Robert Lambert Hastings (born May 6, 1950), or Robert L. Hastings, is an American ufologist, author, and filmmaker known for claims regarding UFOs and Malmstrom Air Force Base. Hastings believes the earth is "being visited by beings from another world, who for whatever reason have taken an interest in the nuclear arms race" and claims that "a global conspiracy exists in which all major governments have been covering up evidence of UFOs for decades."

== Early life and Malmstrom incident ==
Hastings was born in Albuquerque, New Mexico. His father, Robert E. Hastings, was a member of the United States Air Force and was stationed at the Malmstrom Air Force Base in Great Falls, Montana. As a teenager, (Robert L.) Hastings worked at the Malmstrom Air Force Base air traffic control tower as a janitor. In March 1967, he and air traffic controllers claim they witnessed the radar tracking of five UFOs maneuvering near nuclear missile silos.

== Education and career ==
Hastings received a BFA in Photography at Ohio University in 1972 and later worked as a photographic technician at Northern Illinois University from 1973 to 1981. Between 1981 and 2017, he spoke at more than 500 US colleges and universities claiming that the U.S. government has covered-up evidence of UFOs. He studied electron microscopy between 1986 and 1988 at San Joaquin Delta College. From 1988 to 2002, Hastings worked as a laboratory analyst at Philips Semiconductors in Albuquerque, New Mexico.

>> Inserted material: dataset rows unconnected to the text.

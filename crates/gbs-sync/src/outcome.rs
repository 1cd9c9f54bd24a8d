use std::fmt;

use gbs_types::{BundleFilter, Head};
use serde::{Deserialize, Serialize};

/// Result of a push or pull.
///
/// Every variant but `Success` carries a short explanation that is safe to
/// return to the caller. Diagnostic detail is logged, never carried here.
#[derive(Clone, Debug, PartialEq, Eq)]
pub enum SyncOutcome<T> {
    Success(T),
    /// Legitimately nothing to return.
    NoContent(String),
    NotFound(String),
    AuthFailed(String),
    /// The bundle's prerequisites are not in the mirror.
    Conflict(String),
    BadInput(String),
    InternalError(String),
}

/// The class of a [`SyncOutcome`], without its payload.
#[derive(Clone, Copy, Debug, PartialEq, Eq, Hash, Serialize, Deserialize)]
#[serde(rename_all = "snake_case")]
pub enum OutcomeKind {
    Success,
    NoContent,
    NotFound,
    AuthFailed,
    Conflict,
    BadInput,
    InternalError,
}

impl OutcomeKind {
    /// Whether the outcome counts as a failed operation.
    pub fn is_error(self) -> bool {
        !matches!(self, Self::Success | Self::NoContent)
    }

    pub fn as_str(self) -> &'static str {
        match self {
            Self::Success => "success",
            Self::NoContent => "no_content",
            Self::NotFound => "not_found",
            Self::AuthFailed => "auth_failed",
            Self::Conflict => "conflict",
            Self::BadInput => "bad_input",
            Self::InternalError => "internal_error",
        }
    }
}

impl fmt::Display for OutcomeKind {
    fn fmt(&self, f: &mut fmt::Formatter<'_>) -> fmt::Result {
        f.write_str(self.as_str())
    }
}

impl<T> SyncOutcome<T> {
    pub fn kind(&self) -> OutcomeKind {
        match self {
            Self::Success(_) => OutcomeKind::Success,
            Self::NoContent(_) => OutcomeKind::NoContent,
            Self::NotFound(_) => OutcomeKind::NotFound,
            Self::AuthFailed(_) => OutcomeKind::AuthFailed,
            Self::Conflict(_) => OutcomeKind::Conflict,
            Self::BadInput(_) => OutcomeKind::BadInput,
            Self::InternalError(_) => OutcomeKind::InternalError,
        }
    }

    pub fn is_success(&self) -> bool {
        matches!(self, Self::Success(_))
    }

    /// The explanation of a non-success outcome.
    pub fn message(&self) -> Option<&str> {
        match self {
            Self::Success(_) => None,
            Self::NoContent(m)
            | Self::NotFound(m)
            | Self::AuthFailed(m)
            | Self::Conflict(m)
            | Self::BadInput(m)
            | Self::InternalError(m) => Some(m),
        }
    }

    pub fn success(self) -> Option<T> {
        match self {
            Self::Success(v) => Some(v),
            _ => None,
        }
    }

    pub fn map<U>(self, f: impl FnOnce(T) -> U) -> SyncOutcome<U> {
        match self {
            Self::Success(v) => SyncOutcome::Success(f(v)),
            Self::NoContent(m) => SyncOutcome::NoContent(m),
            Self::NotFound(m) => SyncOutcome::NotFound(m),
            Self::AuthFailed(m) => SyncOutcome::AuthFailed(m),
            Self::Conflict(m) => SyncOutcome::Conflict(m),
            Self::BadInput(m) => SyncOutcome::BadInput(m),
            Self::InternalError(m) => SyncOutcome::InternalError(m),
        }
    }
}

/// Confirmation of a successful push.
#[derive(Clone, Debug, PartialEq, Eq, Serialize, Deserialize)]
pub struct PushReceipt {
    /// Tip of the pushed branch.
    pub head: Option<String>,
    pub bytes_received: u64,
}

/// A bundle produced by a pull, with the metadata callers receive.
#[derive(Clone, Debug, PartialEq, Eq)]
pub struct PulledBundle {
    pub bytes: Vec<u8>,
    /// The single head the bundle carries.
    pub head: Head,
    /// A `since` or `after` filter was requested, whatever the bundle holds.
    pub is_partial: bool,
    /// The filter the hash was computed over: the requested one, or `None`
    /// when the bundle turned out complete anyway.
    pub effective_filter: BundleFilter,
    pub idempotency_hash: String,
}

impl PulledBundle {
    /// Attachment file name, e.g. `git_<commit>_<hash>.bundle`.
    pub fn file_name(&self) -> String {
        format!("git_{}_{}.bundle", self.head.commit_id, self.idempotency_hash)
    }
}
//! Classification of failed git invocations.
//!
//! git reports why it failed only through human-readable stderr. All the
//! text matching lives here, in a [`MarkerTable`] tied to the diagnostic
//! wording of a git release line, so callers only ever see a [`Condition`].
//! Commands are run with `LC_ALL=C`, which keeps the wording untranslated.

use std::fmt;

use serde::{Deserialize, Serialize};

/// A recognized reason for a git failure.
#[derive(Clone, Copy, Debug, PartialEq, Eq, Hash, Serialize, Deserialize)]
#[serde(rename_all = "kebab-case")]
pub enum Condition {
    /// The remote rejected the credential, or one was required and missing.
    AuthFailed,
    /// The remote repository does not exist.
    RemoteNotFound,
    /// The remote exists but does not have the requested branch.
    RemoteRefMissing,
    /// A partial bundle's prerequisite commits are absent from the mirror.
    MissingPrerequisites,
    /// Bundle creation would have produced a bundle without commits.
    EmptyBundle,
    /// Anything else.
    Other,
}

impl fmt::Display for Condition {
    fn fmt(&self, f: &mut fmt::Formatter<'_>) -> fmt::Result {
        let s = match self {
            Self::AuthFailed => "auth-failed",
            Self::RemoteNotFound => "remote-not-found",
            Self::RemoteRefMissing => "remote-ref-missing",
            Self::MissingPrerequisites => "missing-prerequisites",
            Self::EmptyBundle => "empty-bundle",
            Self::Other => "other",
        };
        f.write_str(s)
    }
}

/// One matching rule: every needle must occur in the lowercased stderr.
#[derive(Clone, Debug, PartialEq, Eq, Serialize, Deserialize)]
pub struct Marker {
    pub condition: Condition,
    pub needles: Vec<String>,
}

impl Marker {
    pub fn new(condition: Condition, needles: &[&str]) -> Self {
        Self {
            condition,
            needles: needles.iter().map(|n| n.to_lowercase()).collect(),
        }
    }

    fn matches(&self, haystack: &str) -> bool {
        !self.needles.is_empty() && self.needles.iter().all(|n| haystack.contains(n.as_str()))
    }
}

/// Ordered set of markers; the first matching marker wins.
#[derive(Clone, Debug, PartialEq, Eq, Serialize, Deserialize)]
pub struct MarkerTable {
    /// The git release line whose wording the markers were taken from.
    pub version: String,
    pub markers: Vec<Marker>,
}

impl MarkerTable {
    /// Markers for the diagnostics of git 2.x.
    pub fn git_v2() -> Self {
        use Condition::*;
        Self {
            version: "git-2".into(),
            markers: vec![
                Marker::new(MissingPrerequisites, &["lacks these prerequisite commits"]),
                Marker::new(EmptyBundle, &["refusing to create empty bundle"]),
                Marker::new(AuthFailed, &["authentication failed"]),
                Marker::new(AuthFailed, &["could not read username"]),
                Marker::new(AuthFailed, &["could not read password"]),
                Marker::new(AuthFailed, &["terminal prompts disabled"]),
                Marker::new(AuthFailed, &["access denied"]),
                Marker::new(AuthFailed, &["returned error: 401"]),
                Marker::new(AuthFailed, &["returned error: 403"]),
                Marker::new(RemoteNotFound, &["repository not found"]),
                Marker::new(RemoteNotFound, &["repository '", "' not found"]),
                Marker::new(RemoteNotFound, &["does not appear to be a git repository"]),
                Marker::new(RemoteNotFound, &["returned error: 404"]),
                Marker::new(RemoteRefMissing, &["couldn't find remote ref"]),
                Marker::new(RemoteRefMissing, &["not found in upstream"]),
            ],
        }
    }

    /// Append a marker; it is consulted after the existing ones.
    pub fn with_marker(mut self, marker: Marker) -> Self {
        self.markers.push(marker);
        self
    }
}

impl Default for MarkerTable {
    fn default() -> Self {
        Self::git_v2()
    }
}

/// Turns git stderr into a [`Condition`].
#[derive(Clone, Debug, Default)]
pub struct Classifier {
    table: MarkerTable,
}

impl Classifier {
    pub fn new(table: MarkerTable) -> Self {
        Self { table }
    }

    pub fn table(&self) -> &MarkerTable {
        &self.table
    }

    pub fn classify(&self, stderr: &str) -> Condition {
        let haystack = stderr.to_lowercase();
        self.table
            .markers
            .iter()
            .find(|m| m.matches(&haystack))
            .map(|m| m.condition)
            .unwrap_or(Condition::Other)
    }
}

#[cfg(test)]
mod tests {
    use super::*;

    fn classify(stderr: &str) -> Condition {
        Classifier::default().classify(stderr)
    }

    #[test]
    fn missing_prerequisites() {
        let stderr = "error: Repository lacks these prerequisite commits:\n\
                      error: 3a1f0c7d2b Second commit\n";
        assert_eq!(classify(stderr), Condition::MissingPrerequisites);
    }

    #[test]
    fn empty_bundle() {
        assert_eq!(classify("fatal: Refusing to create empty bundle.\n"), Condition::EmptyBundle);
    }

    #[test]
    fn auth_failures() {
        for stderr in [
            "remote: Invalid username or password.\nfatal: Authentication failed for 'https://h/r.git/'",
            "fatal: could not read Username for 'https://h': terminal prompts disabled",
            "fatal: unable to access 'https://h/r.git/': The requested URL returned error: 403",
            "remote: HTTP Basic: Access denied",
        ] {
            assert_eq!(classify(stderr), Condition::AuthFailed, "{stderr}");
        }
    }

    #[test]
    fn remote_not_found() {
        for stderr in [
            "remote: Repository not found.\nfatal: repository 'https://h/r.git/' not found",
            "fatal: '/srv/missing.git' does not appear to be a git repository\nfatal: Could not read from remote repository.",
            "fatal: unable to access 'https://h/r.git/': The requested URL returned error: 404",
        ] {
            assert_eq!(classify(stderr), Condition::RemoteNotFound, "{stderr}");
        }
    }

    #[test]
    fn remote_ref_missing() {
        assert_eq!(classify("fatal: couldn't find remote ref main"), Condition::RemoteRefMissing);
        assert_eq!(
            classify("fatal: Remote branch main not found in upstream origin"),
            Condition::RemoteRefMissing
        );
    }

    #[test]
    fn unknown_is_other() {
        assert_eq!(classify("fatal: something unexpected happened"), Condition::Other);
        assert_eq!(classify(""), Condition::Other);
    }

    #[test]
    fn all_needles_must_match() {
        assert_eq!(classify("fatal: repository is corrupt"), Condition::Other);
    }

    #[test]
    fn custom_marker_is_consulted() {
        let table = MarkerTable::git_v2()
            .with_marker(Marker::new(Condition::AuthFailed, &["Zugriff verweigert"]));
        let c = Classifier::new(table);
        assert_eq!(c.classify("fatal: Zugriff verweigert"), Condition::AuthFailed);
        assert_eq!(c.table().version, "git-2");
    }

    #[test]
    fn condition_display() {
        assert_eq!(Condition::MissingPrerequisites.to_string(), "missing-prerequisites");
        assert_eq!(Condition::Other.to_string(), "other");
    }
}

Over the years, Hastings has interviewed over 160 veterans regarding claimed UFO incursions at nuclear weapons facilities. He compiled the interviews into the book titled UFOs & Nukes: Extraordinary Encounters at Nuclear Weapons Sites, which was first published in 2008. The second edition was published in 2017. In 2016, he directed the documentary UFOs and Nukes: The Secret Link Revealed, featuring several of the veterans he interviewed for the similarly titled book. On September 27, 2010, he hosted a press conference at the National Press Club in Washington D.C.

According to skeptical author Benjamin Radford, Hasting's claims lack "new evidence or real proof" but instead are "merely a rehashing of old, discredited reports that didn't yield any significant evidence when they were originally reported decades ago."

== Bibliography ==
- Hastings, Robert Lambert (2017). "UFOs & Nukes: Extraordinary Encounters at Nuclear Weapons Sites"
- Hastings, Robert (2019). "Confession: Our Hidden Alien Encounters Revealed"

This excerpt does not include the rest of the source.